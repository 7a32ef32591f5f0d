//! Notification records.
//!
//! A notification is addressed to a user id and/or a store id, persisted
//! once, then pushed to whichever subscribers are live at publish time.
//! Only the read flag ever changes after creation.

use chrono::{DateTime, Utc};
use serde::{Deserialize, Serialize};

use warrantly_core::{NotificationId, StoreId, UserId};

/// Attributes for a notification about to be created.
#[derive(Debug, Clone, Default, PartialEq, Serialize, Deserialize)]
pub struct NewNotification {
    /// Recipient user account, if any.
    pub user_id: Option<UserId>,
    /// Recipient store account, if any.
    pub store_id: Option<StoreId>,
    /// Short headline.
    pub title: String,
    /// Human-readable body.
    pub body: String,
    /// Arbitrary structured payload (e.g. `{"type": "store_profile_updated"}`).
    #[serde(default)]
    pub data: serde_json::Value,
}

/// A persisted notification.
#[derive(Debug, Clone, PartialEq, Serialize, Deserialize)]
pub struct Notification {
    /// Storage-assigned id. Subscribers can re-fetch the record by this
    /// id, which is why publishing only ever happens after persistence.
    pub id: NotificationId,
    /// Recipient user account, if any.
    pub user_id: Option<UserId>,
    /// Recipient store account, if any.
    pub store_id: Option<StoreId>,
    /// Short headline.
    pub title: String,
    /// Human-readable body.
    pub body: String,
    /// Arbitrary structured payload.
    pub data: serde_json::Value,
    /// Whether the recipient has read it.
    pub read: bool,
    /// Creation timestamp.
    pub created_at: DateTime<Utc>,
}
//! Domain models for the warranty lifecycle core.

pub mod notification;
pub mod warranty;

pub use notification::{NewNotification, Notification};
pub use warranty::{
    CreateWarranty, CustomerDetails, ItemSpec, NewWarranty, NewWarrantyItem, Warranty,
    WarrantyItem, summarize_statuses,
};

(Work to be completed)
Check each line in the records above for the word "after". Return those that have it.

(Answer box)
//! Only the read flag ever changes after creation.
    /// id, which is why publishing only ever happens after persistence.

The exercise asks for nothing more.